However, you could define a random variable that describes a property of a set of computers. For example, "Suppose you grabbed a computer at random from {this office, that warehouse, one of our users}. Let's call that computer's RAM capacity $R$?" $R$ is a random variable and it does make sense to talk about the distribution of $R$.

It's unlikely that $R$ or any of other properties are exactly normally distributed. The normal distribution is unimodal (it's got one peak) and continuous (it assigns a probability to any value). In practice, CPU speed, cache size, and RAM amount are pretty discrete. You can't buy a chip with 3,534,234 bytes of RAM on it--your choices are typically 1, 2, 4,...32 GB. Likewise, while CPU speeds can vary a little bit due to over/unclocking (etc), they're going to be clustered around 2.2, 2.4, 2.7 GHz. The weight of a phone is likely to be more continuous, but even so...it's unlikely to be unimodal: there's a market for enormous phones with high-quality screens, as well as a market for small, cheap phones, but there might not be much in the middle.

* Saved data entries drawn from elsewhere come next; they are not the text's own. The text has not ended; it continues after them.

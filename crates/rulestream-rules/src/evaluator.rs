//! Criteria evaluation
//!
//! A criteria map is a conjunction of predicates, each naming a payload
//! field path, an operator and an expected value. Evaluation is pure.
//!
//! Semantics:
//! - an empty criteria map matches
//! - an absent field only satisfies `nexists` (and fails `exists`)
//! - a payload value that cannot be cast for the comparison is a non-match
//! - a malformed predicate (missing value, bad regex, uncastable operand)
//!   is a [`CriteriaEvalError`], reported regardless of payload content

use chrono::{DateTime, NaiveDateTime, Utc};
use regex::{Regex, RegexBuilder};
use rulestream_core::{Criteria, CriteriaEvalError, Operator, Predicate, TypeHint};
use serde_json::{Number, Value};
use std::borrow::Cow;
use std::cmp::Ordering;

use crate::path;

/// Stateless criteria interpreter
#[derive(Debug, Clone, Copy, Default)]
pub struct CriteriaEvaluator;

impl CriteriaEvaluator {
    pub fn new() -> Self {
        Self
    }

    /// Evaluate all predicates against `payload` (logical AND).
    ///
    /// Predicates run in field-path order. Every predicate is checked, so a
    /// malformed predicate is reported even when an earlier one already
    /// failed to match; with several malformed ones the first path wins.
    pub fn evaluate(&self, payload: &Value, criteria: &Criteria) -> Result<bool, CriteriaEvalError> {
        let mut matched = true;

        for (field, predicate) in criteria {
            if !self.evaluate_predicate(payload, field, predicate)? {
                matched = false;
            }
        }

        Ok(matched)
    }

    /// Evaluate a single predicate on `field`
    pub fn evaluate_predicate(
        &self,
        payload: &Value,
        field: &str,
        predicate: &Predicate,
    ) -> Result<bool, CriteriaEvalError> {
        let prepared = Prepared::new(field, predicate)?;

        let Some(actual) = path::resolve(payload, field) else {
            return Ok(predicate.operator == Operator::NotExists);
        };

        let actual = match (predicate.type_hint, uses_type_hint(predicate.operator)) {
            (Some(hint), true) if is_scalar(actual) => match cast(actual, hint) {
                Some(v) => Cow::Owned(v),
                None => return Ok(false),
            },
            _ => Cow::Borrowed(actual),
        };

        Ok(apply(predicate.operator, &actual, &prepared))
    }
}

/// Operand after validation and casting
enum Prepared {
    None,
    Value(Value),
    Text(String),
    Pattern(Regex),
    Seconds(f64),
}

impl Prepared {
    fn new(field: &str, predicate: &Predicate) -> Result<Self, CriteriaEvalError> {
        let op = predicate.operator;

        if !op.requires_operand() {
            return Ok(Self::None);
        }

        let raw = predicate
            .value
            .as_ref()
            .ok_or_else(|| CriteriaEvalError::MissingOperand {
                field: field.to_string(),
                operator: op,
            })?;

        let operand = match predicate.type_hint {
            Some(hint) => cast_operand(field, raw, hint)?,
            None => raw.clone(),
        };

        let invalid = |reason: &str| CriteriaEvalError::InvalidOperand {
            field: field.to_string(),
            operator: op,
            reason: reason.to_string(),
        };

        match op {
            Operator::Equals | Operator::NotEquals | Operator::Contains | Operator::NotContains => {
                Ok(Self::Value(operand))
            }

            Operator::GreaterThan | Operator::LessThan => {
                if is_scalar(&operand) && !operand.is_null() && !operand.is_boolean() {
                    Ok(Self::Value(operand))
                } else {
                    Err(invalid("expected a number or string"))
                }
            }

            Operator::Inside | Operator::NotInside => match operand {
                Value::Array(_) | Value::String(_) | Value::Object(_) => Ok(Self::Value(operand)),
                _ => Err(invalid("expected a list, string or mapping")),
            },

            Operator::IEquals
            | Operator::IContains
            | Operator::INotContains
            | Operator::StartsWith
            | Operator::IStartsWith
            | Operator::EndsWith
            | Operator::IEndsWith => text(&operand)
                .map(|t| Self::Text(t.into_owned()))
                .ok_or_else(|| invalid("expected a string")),

            Operator::Regex | Operator::IRegex | Operator::SearchRegex | Operator::MatchWildcard => {
                let pattern = text(&operand).ok_or_else(|| invalid("expected a pattern string"))?;
                let source = match op {
                    Operator::Regex | Operator::IRegex => format!("^(?:{})", pattern),
                    Operator::MatchWildcard => wildcard_to_regex(&pattern),
                    _ => pattern.to_string(),
                };

                RegexBuilder::new(&source)
                    .case_insensitive(op == Operator::IRegex)
                    .build()
                    .map(Self::Pattern)
                    .map_err(|e| CriteriaEvalError::InvalidRegex {
                        field: field.to_string(),
                        pattern: pattern.into_owned(),
                        reason: e.to_string(),
                    })
            }

            Operator::TimeDiffLessThan | Operator::TimeDiffGreaterThan => as_number(&operand)
                .filter(|s| s.is_finite())
                .map(Self::Seconds)
                .ok_or_else(|| invalid("expected a number of seconds")),

            Operator::Exists | Operator::NotExists | Operator::ChangedFromNothing => Ok(Self::None),
        }
    }
}

/// Operator table, applied to a present payload value
fn apply(op: Operator, actual: &Value, prepared: &Prepared) -> bool {
    match (op, prepared) {
        (Operator::Exists, _) => true,
        (Operator::NotExists, _) => false,
        (Operator::ChangedFromNothing, _) => !is_empty(actual),

        (Operator::Equals, Prepared::Value(expected)) => values_equal(actual, expected),
        (Operator::NotEquals, Prepared::Value(expected)) => !values_equal(actual, expected),

        (Operator::Contains, Prepared::Value(expected)) => contains(actual, expected).unwrap_or(false),
        (Operator::NotContains, Prepared::Value(expected)) => {
            contains(actual, expected).map(|c| !c).unwrap_or(false)
        }

        (Operator::GreaterThan, Prepared::Value(expected)) => {
            compare(actual, expected) == Some(Ordering::Greater)
        }
        (Operator::LessThan, Prepared::Value(expected)) => {
            compare(actual, expected) == Some(Ordering::Less)
        }

        (Operator::Inside, Prepared::Value(container)) => contains(container, actual).unwrap_or(false),
        (Operator::NotInside, Prepared::Value(container)) => {
            contains(container, actual).map(|c| !c).unwrap_or(false)
        }

        (Operator::IEquals, Prepared::Text(expected)) => {
            text_op(actual, |a| a.to_lowercase() == expected.to_lowercase())
        }
        (Operator::IContains, Prepared::Text(expected)) => {
            text_op(actual, |a| a.to_lowercase().contains(&expected.to_lowercase()))
        }
        (Operator::INotContains, Prepared::Text(expected)) => {
            text_op(actual, |a| !a.to_lowercase().contains(&expected.to_lowercase()))
        }
        (Operator::StartsWith, Prepared::Text(expected)) => text_op(actual, |a| a.starts_with(expected.as_str())),
        (Operator::IStartsWith, Prepared::Text(expected)) => {
            text_op(actual, |a| a.to_lowercase().starts_with(&expected.to_lowercase()))
        }
        (Operator::EndsWith, Prepared::Text(expected)) => text_op(actual, |a| a.ends_with(expected.as_str())),
        (Operator::IEndsWith, Prepared::Text(expected)) => {
            text_op(actual, |a| a.to_lowercase().ends_with(&expected.to_lowercase()))
        }

        (
            Operator::Regex | Operator::IRegex | Operator::SearchRegex | Operator::MatchWildcard,
            Prepared::Pattern(re),
        ) => text_op(actual, |a| re.is_match(a)),

        (Operator::TimeDiffLessThan, Prepared::Seconds(limit)) => {
            seconds_since(actual).map(|s| s < *limit).unwrap_or(false)
        }
        (Operator::TimeDiffGreaterThan, Prepared::Seconds(limit)) => {
            seconds_since(actual).map(|s| s > *limit).unwrap_or(false)
        }

        _ => false,
    }
}

fn uses_type_hint(op: Operator) -> bool {
    !matches!(
        op,
        Operator::Exists | Operator::NotExists | Operator::ChangedFromNothing
    )
}

fn is_scalar(value: &Value) -> bool {
    !matches!(value, Value::Array(_) | Value::Object(_))
}

fn is_empty(value: &Value) -> bool {
    match value {
        Value::Null => true,
        Value::String(s) => s.is_empty(),
        Value::Array(items) => items.is_empty(),
        Value::Object(map) => map.is_empty(),
        _ => false,
    }
}

fn text(value: &Value) -> Option<Cow<'_, str>> {
    match value {
        Value::String(s) => Some(Cow::Borrowed(s.as_str())),
        Value::Number(n) => Some(Cow::Owned(n.to_string())),
        Value::Bool(b) => Some(Cow::Owned(b.to_string())),
        _ => None,
    }
}

fn text_op(value: &Value, f: impl FnOnce(&str) -> bool) -> bool {
    text(value).map(|t| f(&t)).unwrap_or(false)
}

fn as_number(value: &Value) -> Option<f64> {
    match value {
        Value::Number(n) => n.as_f64(),
        Value::String(s) => s.trim().parse::<f64>().ok(),
        _ => None,
    }
}

fn parse_bool(s: &str) -> Option<bool> {
    match s.trim().to_ascii_lowercase().as_str() {
        "true" | "yes" | "on" | "1" => Some(true),
        "false" | "no" | "off" | "0" => Some(false),
        _ => None,
    }
}

/// Equality with best-effort coercion between numbers, booleans and strings
fn values_equal(a: &Value, b: &Value) -> bool {
    match (a, b) {
        (Value::Number(x), Value::Number(y)) => x.as_f64() == y.as_f64(),
        (Value::Number(n), Value::String(s)) | (Value::String(s), Value::Number(n)) => {
            s.trim().parse::<f64>().ok() == n.as_f64()
        }
        (Value::Bool(x), Value::String(s)) | (Value::String(s), Value::Bool(x)) => {
            parse_bool(s) == Some(*x)
        }
        _ => a == b,
    }
}

/// Membership test; `None` when `container` cannot contain anything
fn contains(container: &Value, item: &Value) -> Option<bool> {
    match container {
        Value::String(s) => text(item).map(|needle| s.contains(needle.as_ref())),
        Value::Array(items) => Some(items.iter().any(|v| values_equal(v, item))),
        Value::Object(map) => Some(text(item).map(|k| map.contains_key(k.as_ref())).unwrap_or(false)),
        _ => None,
    }
}

/// Numeric ordering when both sides read as numbers, else string ordering
fn compare(a: &Value, b: &Value) -> Option<Ordering> {
    if let (Some(x), Some(y)) = (as_number(a), as_number(b)) {
        return x.partial_cmp(&y);
    }

    match (a, b) {
        (Value::String(x), Value::String(y)) => Some(x.cmp(y)),
        _ => None,
    }
}

fn parse_timestamp(value: &Value) -> Option<DateTime<Utc>> {
    match value {
        Value::String(s) => DateTime::parse_from_rfc3339(s.trim())
            .map(|dt| dt.with_timezone(&Utc))
            .ok()
            .or_else(|| {
                NaiveDateTime::parse_from_str(s.trim(), "%Y-%m-%d %H:%M:%S")
                    .ok()
                    .map(|naive| naive.and_utc())
            }),
        Value::Number(n) => {
            let secs = n.as_f64()?;
            DateTime::from_timestamp_millis((secs * 1000.0) as i64)
        }
        _ => None,
    }
}

fn seconds_since(value: &Value) -> Option<f64> {
    let ts = parse_timestamp(value)?;
    Some((Utc::now() - ts).num_milliseconds() as f64 / 1000.0)
}

fn wildcard_to_regex(pattern: &str) -> String {
    let mut source = String::with_capacity(pattern.len() + 8);
    source.push('^');
    for c in pattern.chars() {
        match c {
            '*' => source.push_str(".*"),
            '?' => source.push('.'),
            other => source.push_str(&regex::escape(&other.to_string())),
        }
    }
    source.push('$');
    source
}

/// Cast a scalar payload value to `hint`
pub(crate) fn cast(value: &Value, hint: TypeHint) -> Option<Value> {
    match hint {
        TypeHint::String => text(value).map(|t| Value::String(t.into_owned())),
        TypeHint::Integer => match value {
            Value::Number(n) => n
                .as_i64()
                .or_else(|| n.as_f64().filter(|f| f.fract() == 0.0).map(|f| f as i64))
                .map(Value::from),
            Value::String(s) => {
                let s = s.trim();
                s.parse::<i64>()
                    .ok()
                    .or_else(|| {
                        s.parse::<f64>()
                            .ok()
                            .filter(|f| f.fract() == 0.0)
                            .map(|f| f as i64)
                    })
                    .map(Value::from)
            }
            _ => None,
        },
        TypeHint::Float => as_number(value)
            .and_then(Number::from_f64)
            .map(Value::Number),
        TypeHint::Boolean => match value {
            Value::Bool(b) => Some(Value::Bool(*b)),
            Value::String(s) => parse_bool(s).map(Value::Bool),
            Value::Number(n) => match n.as_i64() {
                Some(0) => Some(Value::Bool(false)),
                Some(1) => Some(Value::Bool(true)),
                _ => None,
            },
            _ => None,
        },
    }
}

fn cast_operand(field: &str, raw: &Value, hint: TypeHint) -> Result<Value, CriteriaEvalError> {
    let uncastable = || CriteriaEvalError::UncastableOperand {
        field: field.to_string(),
        type_hint: hint,
        value: raw.to_string(),
    };

    match raw {
        Value::Array(items) => items
            .iter()
            .map(|item| cast(item, hint).ok_or_else(uncastable))
            .collect::<Result<Vec<_>, _>>()
            .map(Value::Array),
        Value::Object(_) => Ok(raw.clone()),
        _ => cast(raw, hint).ok_or_else(uncastable),
    }
}
//! Rulestream Core
//!
//! Core types, traits, and utilities shared across Rulestream components.
//!
//! This crate provides:
//! - Trigger instances and their semi-structured payloads
//! - Rules, criteria predicates and action specifications
//! - Enforcement records keyed by (trigger instance, rule)
//! - Error types and result handling
//! - Traits for the queue, rule repository, execution subsystem and stores

pub mod enforcement;
pub mod error;
pub mod rule;
pub mod traits;
pub mod types;

pub use enforcement::{EnforcementKey, EnforcementStatus, RuleEnforcement};
pub use error::{
    CriteriaEvalError, Error, RenderError, Result, SubmissionError, SubmissionErrorKind,
};
pub use rule::{ActionSpec, Criteria, Operator, Predicate, Rule, TriggerSpec, TypeHint};
pub use traits::{
    ActionExecutor, Delivery, EnforcementStore, EventQueue, FinalizeOutcome, InsertOutcome,
    RuleChange, RuleRepository, TriggerInstanceStore,
};
pub use types::{Payload, TriggerInstance, TriggerInstanceStatus};

/// Prelude module for convenient imports
pub mod prelude {
    pub use crate::enforcement::{EnforcementKey, EnforcementStatus, RuleEnforcement};
    pub use crate::error::{Error, Result};
    pub use crate::rule::{Operator, Predicate, Rule};
    pub use crate::traits::{ActionExecutor, EnforcementStore, EventQueue, RuleRepository};
    pub use crate::types::{Payload, TriggerInstance, TriggerInstanceStatus};
}
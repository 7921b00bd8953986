//! Interfaces to the systems the engine sits between
//!
//! The engine only ever talks to these traits; reference in-memory
//! implementations live in `rulestream-engine`.

use async_trait::async_trait;
use chrono::{DateTime, Utc};
use serde_json::{Map, Value};
use std::time::Duration;
use tokio::sync::broadcast;

use crate::enforcement::{EnforcementKey, RuleEnforcement};
use crate::error::{Result, SubmissionError};
use crate::rule::Rule;
use crate::types::{TriggerInstance, TriggerInstanceStatus};

/// Notification that the rule set changed
#[derive(Debug, Clone, PartialEq, Eq)]
pub enum RuleChange {
    /// A rule was created or edited
    Upserted(String),
    /// A rule was deleted or disabled
    Removed(String),
    /// The whole rule set was reloaded
    Reloaded,
}

/// Read access to registered rules
#[async_trait]
pub trait RuleRepository: Send + Sync {
    /// All enabled rules, in registration order
    async fn list_enabled_rules(&self) -> Result<Vec<Rule>>;

    /// Change notifications, if the repository supports them.
    /// Without them the rule index falls back to polling.
    fn subscribe_to_changes(&self) -> Option<broadcast::Receiver<RuleChange>> {
        None
    }
}

/// The action-execution subsystem
#[async_trait]
pub trait ActionExecutor: Send + Sync {
    /// Submit an execution request, returning its execution reference
    async fn submit(
        &self,
        action_ref: &str,
        parameters: &Map<String, Value>,
        cause: &EnforcementKey,
    ) -> std::result::Result<String, SubmissionError>;

    /// Look up an execution previously submitted for `cause`
    async fn find_execution(
        &self,
        cause: &EnforcementKey,
    ) -> std::result::Result<Option<String>, SubmissionError>;
}

/// Outcome of an insert-if-absent
#[derive(Debug, Clone, PartialEq)]
pub enum InsertOutcome {
    /// The record was stored
    Inserted(RuleEnforcement),
    /// A record for the key already existed and is returned unchanged
    Existing(RuleEnforcement),
}

/// Result of [`EnforcementStore::finalize`]
#[derive(Debug, Clone, PartialEq)]
pub enum FinalizeOutcome {
    /// The claim was replaced by the terminal record
    Finalized(RuleEnforcement),
    /// The pair was already terminal; the stored record is returned unchanged
    AlreadyFinal(RuleEnforcement),
    /// The claim was taken over by another owner; its current claim is returned
    ClaimLost(RuleEnforcement),
}

impl FinalizeOutcome {
    /// The record stored for the pair afterwards
    pub fn record(&self) -> &RuleEnforcement {
        match self {
            Self::Finalized(record) | Self::AlreadyFinal(record) | Self::ClaimLost(record) => {
                record
            }
        }
    }

    pub fn into_record(self) -> RuleEnforcement {
        match self {
            Self::Finalized(record) | Self::AlreadyFinal(record) | Self::ClaimLost(record) => {
                record
            }
        }
    }

    pub fn is_finalized(&self) -> bool {
        matches!(self, Self::Finalized(_))
    }
}

/// Durable enforcement records keyed by (trigger instance, rule)
#[async_trait]
pub trait EnforcementStore: Send + Sync {
    /// Atomically store `record` unless its key is already present
    async fn insert_if_absent(&self, record: RuleEnforcement) -> Result<InsertOutcome>;

    async fn get(&self, key: &EnforcementKey) -> Result<Option<RuleEnforcement>>;

    /// Atomically take over a `matched` claim made before `stale_before`.
    /// Returns the refreshed claim, or `None` if the claim is fresh or finished.
    async fn reclaim_stale(
        &self,
        key: &EnforcementKey,
        stale_before: DateTime<Utc>,
    ) -> Result<Option<RuleEnforcement>>;

    /// Replace a `matched` claim with its terminal record.
    ///
    /// `record.claimed_at` identifies the claim being finished. A record
    /// that is already terminal, or a claim re-taken since (different
    /// `claimed_at`), is left untouched and reported instead.
    async fn finalize(&self, record: RuleEnforcement) -> Result<FinalizeOutcome>;

    /// All records for one trigger instance, ordered by rule id
    async fn list_for_trigger_instance(
        &self,
        trigger_instance_id: &str,
    ) -> Result<Vec<RuleEnforcement>>;
}

/// Processing status of trigger instances
#[async_trait]
pub trait TriggerInstanceStore: Send + Sync {
    /// Move to `status` if that is a forward transition. Returns the status
    /// in effect afterwards.
    async fn set_status(
        &self,
        trigger_instance_id: &str,
        status: TriggerInstanceStatus,
    ) -> Result<TriggerInstanceStatus>;

    async fn status(&self, trigger_instance_id: &str) -> Result<Option<TriggerInstanceStatus>>;
}

/// One delivery of a trigger instance from the event queue
#[derive(Debug, Clone)]
pub struct Delivery {
    /// Queue handle used for ack/nack
    pub delivery_id: String,

    pub instance: TriggerInstance,

    /// 1 on first delivery
    pub attempt: u32,
}

/// Durable, at-least-once source of trigger instances
#[async_trait]
pub trait EventQueue: Send + Sync {
    /// Wait for the next delivery. `None` once the queue is closed and drained.
    async fn receive(&self) -> Result<Option<Delivery>>;

    /// Processing finished; never deliver this message again
    async fn ack(&self, delivery: &Delivery) -> Result<()>;

    /// Processing failed; redeliver after `delay` or dead-letter
    async fn nack(&self, delivery: &Delivery, delay: Duration) -> Result<()>;
}
//! Rulestream
//!
//! Reads trigger instances as JSON lines, matches them against the rules
//! in a directory and enforces every matched rule exactly once.

use anyhow::Result;
use clap::Parser;
use metrics_exporter_prometheus::PrometheusHandle;
use rulestream_engine::{
    Dispatcher, InMemoryEnforcementStore, InMemoryQueue, InMemoryTriggerInstanceStore,
    RecordingExecutor,
};
use rulestream_rules::RuleIndex;
use rulestream_telemetry::{EventBus, MetricsCollector, OutcomeEvent, TracingSink};
use std::net::SocketAddr;
use std::path::PathBuf;
use std::sync::Arc;
use tokio::io::BufReader;
use tokio::signal;
use tokio::sync::broadcast;
use tokio::task::JoinHandle;
use tokio_util::sync::CancellationToken;
use tracing::{debug, error, info, warn};

mod config;
mod feed;
mod repository;

use config::ServiceConfig;
use repository::FileRuleRepository;

#[derive(Parser, Debug)]
#[command(name = "rulestream")]
#[command(about = "Rulestream rules engine", long_about = None)]
pub struct Cli {
    /// Configuration file path
    #[arg(short, long, default_value = "rulestream.yaml", env = "RULESTREAM_CONFIG")]
    config: String,

    /// Directory of rule documents
    #[arg(short, long)]
    rules_dir: Option<PathBuf>,

    /// JSON-lines file of trigger instances (`-` for stdin)
    #[arg(short, long)]
    events: Option<PathBuf>,

    /// Number of dispatch workers
    #[arg(short, long)]
    workers: Option<usize>,

    /// Deliveries per trigger instance before dead-lettering
    #[arg(long)]
    max_deliveries: Option<u32>,

    /// Serve Prometheus metrics on this address
    #[arg(long)]
    metrics_listen: Option<String>,

    /// Emit logs as JSON
    #[arg(long)]
    json: bool,

    /// Print outcome events to stdout as JSON lines
    #[arg(long)]
    print_outcomes: bool,

    /// Enable verbose logging
    #[arg(short, long)]
    verbose: bool,
}

#[tokio::main]
async fn main() -> Result<()> {
    let cli = Cli::parse();

    // Load configuration
    let config = ServiceConfig::load(&cli.config, &cli)?;

    // Initialize tracing
    init_tracing(cli.verbose, config.log_json);

    info!("Starting Rulestream");
    info!("Rules directory: {}", config.rules_dir.display());
    info!(
        "Events: {}",
        config
            .events_path()
            .map(|p| p.display().to_string())
            .unwrap_or_else(|| "stdin".to_string())
    );

    // Initialize metrics
    let metrics_handle = init_metrics(config.metrics_listen.as_deref())?;

    let repository = Arc::new(FileRuleRepository::new(&config.rules_dir));
    let queue = Arc::new(InMemoryQueue::new(config.max_deliveries));
    let executor = Arc::new(RecordingExecutor::new());
    let store = Arc::new(InMemoryEnforcementStore::new());
    let metrics = MetricsCollector::new();
    let bus = Arc::new(EventBus::default());

    let dispatcher = Arc::new(
        Dispatcher::new(
            queue.clone(),
            Arc::new(RuleIndex::new(repository.clone())),
            executor.clone(),
            store,
            config.engine.clone(),
        )
        .with_instance_store(Arc::new(InMemoryTriggerInstanceStore::new()))
        .with_sink(Arc::new(TracingSink))
        .with_sink(bus.clone())
        .with_metrics(metrics.clone()),
    );

    let cancel = CancellationToken::new();
    let watcher = Arc::clone(&repository).spawn_watcher(config.watch_interval(), cancel.clone());
    let printer = cli
        .print_outcomes
        .then(|| spawn_outcome_printer(bus.subscribe(), cancel.clone()));
    let feeder = spawn_feeder(&config, queue.clone(), cancel.clone());

    let mut run = tokio::spawn(Arc::clone(&dispatcher).run(cancel.clone()));

    tokio::select! {
        result = &mut run => result??,
        _ = shutdown_signal() => {
            warn!("Shutdown signal received, stopping dispatcher...");
            cancel.cancel();
            run.await??;
        }
    }

    // Stop background tasks
    cancel.cancel();
    if let Err(e) = watcher.await {
        error!(error = %e, "Rules watcher failed");
    }
    match feeder.await {
        Ok(Err(e)) => error!(error = %e, "Event feed failed"),
        Err(e) => error!(error = %e, "Event feed task failed"),
        Ok(Ok(())) => {}
    }
    if let Some(printer) = printer {
        let _ = printer.await;
    }

    let snapshot = metrics.snapshot();
    let stats = queue.stats();
    info!(
        instances_processed = snapshot.instances_processed,
        enforced = snapshot.enforced,
        failed = snapshot.failed,
        skipped = snapshot.skipped,
        executions = executor.submission_count(),
        avg_match_latency_us = snapshot.avg_match_latency_us(),
        "Run summary"
    );
    for dead in queue.dead_letters() {
        warn!(
            trigger_instance = %dead.instance.id,
            attempts = dead.attempt,
            "Trigger instance was dead-lettered"
        );
    }
    if stats.in_flight > 0 {
        warn!(in_flight = stats.in_flight, "Stopped with unsettled deliveries");
    }
    if let Some(handle) = metrics_handle {
        debug!("Final metrics:\n{}", handle.render());
    }

    info!("Rulestream shutdown complete");
    Ok(())
}

/// Feed events from the configured source, then close the queue once
/// everything published has settled
fn spawn_feeder(
    config: &ServiceConfig,
    queue: Arc<InMemoryQueue>,
    cancel: CancellationToken,
) -> JoinHandle<Result<()>> {
    let path = config.events_path().map(|p| p.to_path_buf());
    tokio::spawn(async move {
        let fed = match &path {
            Some(path) => {
                let file = tokio::fs::File::open(path).await.map_err(|e| {
                    anyhow::anyhow!("failed to open events file {}: {}", path.display(), e)
                });
                match file {
                    Ok(file) => feed::feed_events(BufReader::new(file), &queue, &cancel).await,
                    Err(e) => Err(e),
                }
            }
            None => feed::feed_events(BufReader::new(tokio::io::stdin()), &queue, &cancel).await,
        };

        // the dispatcher must still stop when the feed fails
        feed::close_when_settled(&queue, &cancel).await;
        fed.map(|_| ())
    })
}

/// Print every outcome event to stdout as one JSON line
fn spawn_outcome_printer(
    mut outcomes: broadcast::Receiver<OutcomeEvent>,
    cancel: CancellationToken,
) -> JoinHandle<()> {
    tokio::spawn(async move {
        loop {
            let received = tokio::select! {
                _ = cancel.cancelled() => break,
                received = outcomes.recv() => received,
            };
            match received {
                Ok(event) => match serde_json::to_string(&event) {
                    Ok(line) => println!("{}", line),
                    Err(e) => warn!(error = %e, "Failed to encode outcome event"),
                },
                Err(broadcast::error::RecvError::Lagged(missed)) => {
                    warn!(missed, "Outcome printer fell behind")
                }
                Err(broadcast::error::RecvError::Closed) => break,
            }
        }
    })
}

/// Listen for shutdown signals (SIGTERM, SIGINT)
async fn shutdown_signal() {
    let ctrl_c = async {
        if let Err(e) = signal::ctrl_c().await {
            error!(error = %e, "Failed to install Ctrl+C handler");
            std::future::pending::<()>().await;
        }
    };

    #[cfg(unix)]
    let terminate = async {
        match signal::unix::signal(signal::unix::SignalKind::terminate()) {
            Ok(mut sigterm) => {
                sigterm.recv().await;
            }
            Err(e) => {
                error!(error = %e, "Failed to install SIGTERM handler");
                std::future::pending::<()>().await;
            }
        }
    };

    #[cfg(not(unix))]
    let terminate = std::future::pending::<()>();

    tokio::select! {
        _ = ctrl_c => {},
        _ = terminate => {},
    }
}

/// Initialize tracing/logging
fn init_tracing(verbose: bool, json: bool) {
    use tracing_subscriber::{layer::SubscriberExt, util::SubscriberInitExt, EnvFilter};

    let filter = if verbose {
        EnvFilter::new("rulestream=debug")
    } else {
        EnvFilter::try_from_default_env().unwrap_or_else(|_| EnvFilter::new("rulestream=info"))
    };

    let registry = tracing_subscriber::registry().with(filter);
    if json {
        registry
            .with(tracing_subscriber::fmt::layer().json().with_writer(std::io::stderr))
            .init();
    } else {
        registry
            .with(tracing_subscriber::fmt::layer().with_writer(std::io::stderr))
            .init();
    }
}

/// Initialize the metrics exporter. Serves `/metrics` when `listen` is set,
/// otherwise returns a handle for rendering.
fn init_metrics(listen: Option<&str>) -> Result<Option<PrometheusHandle>> {
    use metrics_exporter_prometheus::PrometheusBuilder;

    let handle = match listen {
        Some(listen) => {
            let addr: SocketAddr = listen.parse()?;
            PrometheusBuilder::new()
                .with_http_listener(addr)
                .install()
                .map_err(|e| anyhow::anyhow!("Failed to install metrics: {}", e))?;
            info!("Metrics exporter listening on http://{}", addr);
            None
        }
        None => Some(
            PrometheusBuilder::new()
                .install_recorder()
                .map_err(|e| anyhow::anyhow!("Failed to install metrics: {}", e))?,
        ),
    };

    // Initialize baseline metrics
    metrics::describe_counter!(
        "rulestream_trigger_instances_total",
        "Trigger instances processed, by outcome"
    );
    metrics::describe_counter!(
        "rulestream_enforcements_total",
        "Per-rule outcomes by status"
    );
    metrics::describe_counter!(
        "rulestream_submission_retries_total",
        "Execution submissions retried after a transient failure"
    );
    metrics::describe_histogram!(
        "rulestream_match_latency_us",
        metrics::Unit::Microseconds,
        "Rule matching latency per trigger instance in microseconds"
    );

    info!("Metrics exporter initialized");
    Ok(handle)
}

Finally, there's no way for values to be "outside" a normal distribution. Its two tails extend to $\pm \infty$, although the probability of seeing something very far from its mean gets incredibly small. This actually points out another problem with your proposed approach: all the quantities you've described are strictly positive (you can't have a phone that is 0 grams or a computer with -4 Gb of RAM), while the normal distribution assigns probability to all positive AND negative numbers.


Update: As people have noted in the comments, the "best" model depends on your goal as well as the data. If you're attempting to model (e.g.) price as a function of the phone's specs, you might be able to leave the data as is--the distribution of residuals matters more than the distribution of the data per se.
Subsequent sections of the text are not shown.